## Your instructions
Go line by line through the data and copy those with the word "other".

## Task material

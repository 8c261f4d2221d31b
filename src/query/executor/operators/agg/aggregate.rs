// Whole-dataset aggregation
//
// Each requested column is folded over every record of the current dataset.
// Records lacking the column contribute a `Null`.

use std::cmp::Ordering;

use linked_hash_map::LinkedHashMap;
use log::{debug, warn};

use super::AggregateType;
use crate::query::executor::result::{DataValue, Record};
use crate::query::executor::type_conversion::{as_number, compare_values};

/// Aggregate value calculation helper struct
#[derive(Debug, Clone)]
pub struct AggregateValue {
    agg_type: AggregateType,
    /// Every value seen, nulls included
    count: usize,
    /// Sum of the numeric-looking values
    sum: f64,
    min: Option<DataValue>,
    max: Option<DataValue>,
}

impl AggregateValue {
    pub fn new(agg_type: AggregateType) -> Self {
        AggregateValue {
            agg_type,
            count: 0,
            sum: 0.0,
            min: None,
            max: None,
        }
    }

    /// Update the aggregate with a new value
    pub fn update(&mut self, value: &DataValue) {
        self.count += 1;

        match self.agg_type {
            AggregateType::Count => {}
            AggregateType::Sum | AggregateType::Avg => {
                // Values that do not look numeric add nothing.
                if let Some(n) = as_number(value) {
                    self.sum += n;
                }
            }
            AggregateType::Min => {
                if self
                    .min
                    .as_ref()
                    .is_none_or(|current| compare_values(value, current) == Ordering::Less)
                {
                    self.min = Some(value.clone());
                }
            }
            AggregateType::Max => {
                if self
                    .max
                    .as_ref()
                    .is_none_or(|current| compare_values(value, current) == Ordering::Greater)
                {
                    self.max = Some(value.clone());
                }
            }
        }
    }

    /// Get the final aggregate value
    pub fn result(&self) -> DataValue {
        match self.agg_type {
            AggregateType::Count => DataValue::Number(self.count as f64),
            AggregateType::Sum => DataValue::Number(self.sum),
            AggregateType::Avg => {
                if self.count == 0 {
                    DataValue::Number(0.0)
                } else {
                    DataValue::Number(self.sum / self.count as f64)
                }
            }
            AggregateType::Min => self.min.clone().unwrap_or(DataValue::Null),
            AggregateType::Max => self.max.clone().unwrap_or(DataValue::Null),
        }
    }
}

/// Compute one aggregate per `(column, function)` pair over all `records`.
///
/// The result keeps the request order. An unknown function name maps its
/// column to `Null`; a column named twice keeps the last request.
pub fn aggregate<C, F>(records: &[Record], fields: &[(C, F)]) -> LinkedHashMap<String, DataValue>
where
    C: AsRef<str>,
    F: AsRef<str>,
{
    let mut results = LinkedHashMap::new();

    for (column, function) in fields {
        let column = column.as_ref();
        let value = match AggregateType::from_name(function.as_ref()) {
            Some(agg_type) => {
                let mut acc = AggregateValue::new(agg_type);
                for record in records {
                    acc.update(record.resolve(column));
                }
                acc.result()
            }
            None => {
                warn!("Unknown aggregate function {:?} for column {}", function.as_ref(), column);
                DataValue::Null
            }
        };
        debug!("{}({}) over {} records = {}", function.as_ref(), column, records.len(), value);
        results.insert(column.to_string(), value);
    }

    results
}
// MemQuery: relational-style querying over in-memory records

pub mod common;
pub mod io;
pub mod query;

// Re-export key items for convenient access
pub use common::config::ExportConfig;
pub use io::csv::ExportOutcome;
pub use query::executor::engine::QueryEngine;
pub use query::executor::operators::agg::{Group, Grouping};
pub use query::executor::operators::{JoinType, SortDirection};
pub use query::executor::result::{DataValue, Dataset, Page, QueryError, QueryResult, Record};
pub use query::parser::{Condition, parse_condition};
// Limit and Pagination
//
// Slicing helpers. `LimitOperator` is a pipeline step; `paginate` only reads.

use log::debug;

use crate::query::executor::operators::Operator;
use crate::query::executor::result::{Dataset, Page, Record};

/// Keeps at most `count` records starting at `offset`
pub struct LimitOperator {
    count: usize,
    offset: usize,
}

impl LimitOperator {
    pub fn new(count: usize, offset: usize) -> Self {
        LimitOperator { count, offset }
    }
}

impl Operator for LimitOperator {
    fn name(&self) -> &'static str {
        "limit"
    }

    fn execute(&self, input: Dataset) -> Dataset {
        debug!(
            "Limiting {} records to {} from offset {}",
            input.len(),
            self.count,
            self.offset
        );
        input.into_iter().skip(self.offset).take(self.count).collect()
    }
}

/// Slice one page out of `records`.
///
/// Pages are numbered from 1; page 0 is read as page 1. A page size of zero
/// yields no pages and no data.
pub fn paginate(records: &[Record], page: usize, per_page: usize) -> Page {
    let total = records.len();
    if per_page == 0 {
        return Page {
            data: Vec::new(),
            total,
            pages: 0,
        };
    }

    let pages = total.div_ceil(per_page);
    let offset = page.max(1).saturating_sub(1).saturating_mul(per_page);
    let data = records.iter().skip(offset).take(per_page).cloned().collect();

    Page { data, total, pages }
}
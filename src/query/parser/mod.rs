// Condition Parser Module
//
// This module parses parameterized WHERE-style condition strings into a flat
// token sequence.

pub mod ast;
pub mod lexer;
pub mod parser;

pub use self::ast::{Comparison, ComparisonOp, Condition, ConditionToken, Connective};
pub use self::lexer::{Lexer, Token, bind_parameters};
pub use self::parser::{ConditionParser, parse_comparison, parse_condition};
// Query Executor Module
//
// This module runs the query pipeline: the value model, condition
// evaluation, the operators and the engine that chains them.

pub mod engine;
pub mod expression_eval;
pub mod operators;
pub mod result;
pub mod type_conversion;

// Export key types
pub use self::engine::QueryEngine;
pub use self::expression_eval::ConditionEvaluator;
pub use self::operators::Operator;
pub use self::result::{DataValue, Dataset, Page, QueryError, QueryResult, Record};
// Data Interchange Module
//
// Loading datasets from JSON and writing results out as JSON or CSV. These
// are the only fallible parts of the crate.

pub mod csv;
pub mod json;

pub use self::csv::{ExportOutcome, export_csv, render_csv};
pub use self::json::{records_from_json_str, records_from_path, records_from_reader, to_json_string};
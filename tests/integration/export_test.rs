use std::fs;

use anyhow::Result;
use memquery::{DataValue, ExportConfig, ExportOutcome, QueryEngine, Record};

#[path = "../common/mod.rs"]
mod common;

use common::{create_temp_dir, people};

#[test]
fn test_export_writes_header_and_rows() -> Result<()> {
    let dir = create_temp_dir()?;
    let path = dir.path().join("people.csv");

    let engine = QueryEngine::new(people()).select(&["id", "city"]);
    assert_eq!(engine.try_export_csv(&path)?, ExportOutcome::Written { rows: 4 });

    let text = fs::read_to_string(&path)?;
    assert_eq!(text, "id,city\n1,Oslo\n2,Bergen\n3,Oslo\n4,\n");
    Ok(())
}

#[test]
fn test_export_with_config() -> Result<()> {
    let dir = create_temp_dir()?;
    let path = dir.path().join("out.csv");

    let records = vec![
        Record::new().with("a", "x;y").with("b", DataValue::Null),
        Record::new().with("b", 2).with("c", 3),
    ];
    let config = ExportConfig::default().with_delimiter(b';').with_null_text("NULL");
    QueryEngine::new(records).with_config(config).to_csv(&path);

    // Header from the first record; extra columns are dropped
    let text = fs::read_to_string(&path)?;
    assert_eq!(text, "a;b\n\"x;y\";NULL\nNULL;2\n");
    Ok(())
}

#[test]
fn test_empty_dataset_creates_no_file() -> Result<()> {
    let dir = create_temp_dir()?;
    let path = dir.path().join("empty.csv");

    let engine = QueryEngine::new(people()).filter("age > 1000", &[]);
    assert_eq!(engine.try_export_csv(&path)?, ExportOutcome::SkippedEmpty);
    engine.to_csv(&path);
    assert!(!path.exists());
    Ok(())
}

#[test]
fn test_unwritable_destination_is_silent() -> Result<()> {
    let dir = create_temp_dir()?;
    let path = dir.path().join("missing").join("out.csv");

    let engine = QueryEngine::new(people());
    assert!(engine.try_export_csv(&path).is_err());

    // The silent variant swallows the failure
    engine.to_csv(&path);
    assert!(!path.exists());
    Ok(())
}
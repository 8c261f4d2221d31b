use std::str::FromStr;

use log::debug;

use crate::query::executor::operators::Operator;
use crate::query::executor::result::Dataset;
use crate::query::executor::type_conversion::compare_values;

#[derive(Debug, Clone, Copy, PartialEq, Eq, Default)]
pub enum SortDirection {
    #[default]
    Asc,
    Desc,
}

impl SortDirection {
    /// `desc` in any case sorts descending; every other input sorts ascending.
    pub fn parse(direction: &str) -> Self {
        if direction.trim().eq_ignore_ascii_case("desc") {
            SortDirection::Desc
        } else {
            SortDirection::Asc
        }
    }
}

impl FromStr for SortDirection {
    type Err = std::convert::Infallible;

    fn from_str(s: &str) -> Result<Self, Self::Err> {
        Ok(SortDirection::parse(s))
    }
}

/// Orders records by one column using the engine's value ordering.
/// `Desc` reverses the comparison, not the sorted output.
pub struct SortOperator {
    column: String,
    direction: SortDirection,
}

impl SortOperator {
    pub fn new(column: &str, direction: SortDirection) -> Self {
        SortOperator {
            column: column.to_string(),
            direction,
        }
    }
}

impl Operator for SortOperator {
    fn name(&self) -> &'static str {
        "sort"
    }

    fn execute(&self, mut input: Dataset) -> Dataset {
        debug!(
            "Sorting {} records by {} ({:?})",
            input.len(),
            self.column,
            self.direction
        );
        input.sort_by(|a, b| {
            let ord = compare_values(a.resolve(&self.column), b.resolve(&self.column));
            match self.direction {
                SortDirection::Asc => ord,
                SortDirection::Desc => ord.reverse(),
            }
        });
        input
    }
}
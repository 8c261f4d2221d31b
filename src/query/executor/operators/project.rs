// Projection Operator Implementation
//
// This module implements the projection operator for selecting specific columns.

use log::debug;

use crate::query::executor::operators::Operator;
use crate::query::executor::result::{Dataset, Record};

/// Marker that selects every column
pub const WILDCARD: &str = "*";

/// Column selection requested by the caller
#[derive(Debug, Clone, PartialEq)]
pub enum Projection {
    /// Keep records as they are
    All,
    /// Keep only the named columns
    Columns(Vec<String>),
}

impl Projection {
    /// A list consisting of exactly the wildcard selects everything. Any other
    /// list, including one that mixes `*` with names, is a column list.
    pub fn from_columns<S: AsRef<str>>(columns: &[S]) -> Self {
        match columns {
            [only] if only.as_ref() == WILDCARD => Projection::All,
            _ => Projection::Columns(columns.iter().map(|c| c.as_ref().to_string()).collect()),
        }
    }
}

/// Projection operator that restricts records to a set of columns
pub struct ProjectOperator {
    projection: Projection,
}

impl ProjectOperator {
    /// Create a new projection operator
    pub fn new(projection: Projection) -> Self {
        ProjectOperator { projection }
    }

    /// Keep the requested columns, in the record's own column order.
    /// Requested columns the record lacks are skipped.
    fn project_record(columns: &[String], record: &Record) -> Record {
        record
            .iter()
            .filter(|(column, _)| columns.iter().any(|c| c == column))
            .map(|(column, value)| (column, value.clone()))
            .collect()
    }
}

impl Operator for ProjectOperator {
    fn name(&self) -> &'static str {
        "project"
    }

    fn execute(&self, input: Dataset) -> Dataset {
        match &self.projection {
            Projection::All => input,
            Projection::Columns(columns) => {
                debug!("Projecting {} records onto {:?}", input.len(), columns);
                input
                    .iter()
                    .map(|record| Self::project_record(columns, record))
                    .collect()
            }
        }
    }
}
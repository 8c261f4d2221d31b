// Filter Operator Implementation
//
// This module implements the filter operator for keeping the records that
// satisfy a parsed condition.

use log::debug;

use crate::query::executor::expression_eval::ConditionEvaluator;
use crate::query::executor::operators::Operator;
use crate::query::executor::result::Dataset;
use crate::query::parser::ast::Condition;

/// Filter operator that keeps records matching a condition
pub struct FilterOperator {
    condition: Condition,
}

impl FilterOperator {
    /// Create a new filter operator
    pub fn new(condition: Condition) -> Self {
        FilterOperator { condition }
    }

    pub fn condition(&self) -> &Condition {
        &self.condition
    }
}

impl Operator for FilterOperator {
    fn name(&self) -> &'static str {
        "filter"
    }

    /// Keep the matching records in their original relative order
    fn execute(&self, input: Dataset) -> Dataset {
        let evaluator = ConditionEvaluator::new(&self.condition);
        let before = input.len();
        let kept: Dataset = input
            .into_iter()
            .filter(|record| evaluator.matches(record))
            .collect();

        debug!("Filter kept {} of {} records", kept.len(), before);
        kept
    }
}
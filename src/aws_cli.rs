use async_trait::async_trait;
use std::process::Stdio;
use tokio::process::Command;
use tracing::debug;

use crate::error::{LcFindError, LcFindResult};
use crate::inventory::{parse_describe_output, InventoryClient, LaunchConfigurationRecord};

const SOURCE_NAME: &str = "aws-cli";

/// Inventory backed by `aws autoscaling describe-launch-configurations`.
pub struct AwsCliInventory {
    program: String,
    profile: Option<String>,
}

impl AwsCliInventory {
    pub fn new(profile: Option<String>) -> Self {
        Self::with_program("aws", profile)
    }

    pub fn with_program(program: impl Into<String>, profile: Option<String>) -> Self {
        Self {
            program: program.into(),
            profile,
        }
    }

    fn command_args(&self, region: &str) -> Vec<String> {
        let mut args = vec![
            "autoscaling".to_string(),
            "describe-launch-configurations".to_string(),
            "--region".to_string(),
            region.to_string(),
            "--output".to_string(),
            "json".to_string(),
        ];
        if let Some(profile) = &self.profile {
            args.push("--profile".to_string());
            args.push(profile.clone());
        }
        args
    }
}

#[async_trait]
impl InventoryClient for AwsCliInventory {
    async fn fetch(&self, region: &str) -> LcFindResult<Vec<LaunchConfigurationRecord>> {
        let args = self.command_args(region);
        debug!("Running {} {}", self.program, args.join(" "));

        let output = Command::new(&self.program)
            .args(&args)
            .stdin(Stdio::null())
            .output()
            .await
            .map_err(|e| {
                LcFindError::external(SOURCE_NAME, format!("failed to run {}: {}", self.program, e))
            })?;

        if !output.status.success() {
            let stderr = String::from_utf8_lossy(&output.stderr);
            return Err(LcFindError::external(
                SOURCE_NAME,
                format!("{} exited with {}: {}", self.program, output.status, stderr.trim()),
            ));
        }

        parse_describe_output(SOURCE_NAME, &String::from_utf8_lossy(&output.stdout))
    }
}

#[cfg(test)]
mod tests {
    use super::*;

    #[test]
    fn test_command_args() {
        let inventory = AwsCliInventory::new(None);
        assert_eq!(
            inventory.command_args("eu-west-1"),
            vec![
                "autoscaling",
                "describe-launch-configurations",
                "--region",
                "eu-west-1",
                "--output",
                "json"
            ]
        );

        let inventory = AwsCliInventory::new(Some("ops".to_string()));
        let args = inventory.command_args("eu-west-1");
        assert_eq!(&args[args.len() - 2..], &["--profile", "ops"]);
    }

    #[tokio::test]
    async fn test_missing_program_is_external_error() {
        let inventory = AwsCliInventory::with_program("lcfind-no-such-binary", None);
        let err = inventory.fetch("us-east-1").await.unwrap_err();
        assert!(matches!(err, LcFindError::ExternalSource { .. }));
        assert!(err.to_string().contains("failed to run"));
    }

    #[cfg(unix)]
    #[tokio::test]
    async fn test_non_zero_exit_is_external_error() {
        let inventory = AwsCliInventory::with_program("false", None);
        let err = inventory.fetch("us-east-1").await.unwrap_err();
        assert!(matches!(err, LcFindError::ExternalSource { .. }));
        assert!(err.to_string().contains("exited with"));
    }

    #[cfg(unix)]
    #[tokio::test]
    async fn test_non_json_stdout_is_external_error() {
        // echo prints its arguments back, which is not JSON
        let inventory = AwsCliInventory::with_program("echo", None);
        let err = inventory.fetch("us-east-1").await.unwrap_err();
        assert!(err.to_string().contains("malformed JSON"));
    }
}
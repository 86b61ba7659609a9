//! Error types for lcfind
//!
//! Every failure falls into one of two kinds: the caller handed us bad
//! parameters, or the launch configuration inventory could not be read.

use thiserror::Error;

/// Message reported when a slice bound cannot be parsed as an integer.
pub const NUMERIC_BOUNDS_MESSAGE: &str = "supply numeric values for sort_start and/or sort_end";

#[derive(Error, Debug)]
pub enum LcFindError {
    /// Caller-supplied parameters are malformed
    #[error("Validation error: {message}")]
    Validation { message: String },

    /// The inventory fetch failed or returned unparseable data
    #[error("External source error: {source_name} - {message}")]
    ExternalSource {
        source_name: String,
        message: String,
    },
}

impl LcFindError {
    pub fn validation(message: impl Into<String>) -> Self {
        Self::Validation {
            message: message.into(),
        }
    }

    pub fn external(source_name: impl Into<String>, message: impl Into<String>) -> Self {
        Self::ExternalSource {
            source_name: source_name.into(),
            message: message.into(),
        }
    }

    pub fn is_validation(&self) -> bool {
        matches!(self, Self::Validation { .. })
    }
}

pub type LcFindResult<T> = Result<T, LcFindError>;
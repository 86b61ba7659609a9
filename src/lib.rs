pub mod autoscaling;
pub mod aws_cli;
pub mod aws_config;
pub mod error;
pub mod inventory;
pub mod output;
pub mod params;
pub mod pipeline;

pub use error::{LcFindError, LcFindResult};
pub use inventory::{InventoryClient, LaunchConfigurationRecord};
pub use params::{Query, QueryParameters, SortOrder};
pub use pipeline::find_launch_configurations;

## Exercise solution
    /// `desc` in any case sorts descending; every other input sorts ascending.
    /// A list consisting of exactly the wildcard selects everything. Any other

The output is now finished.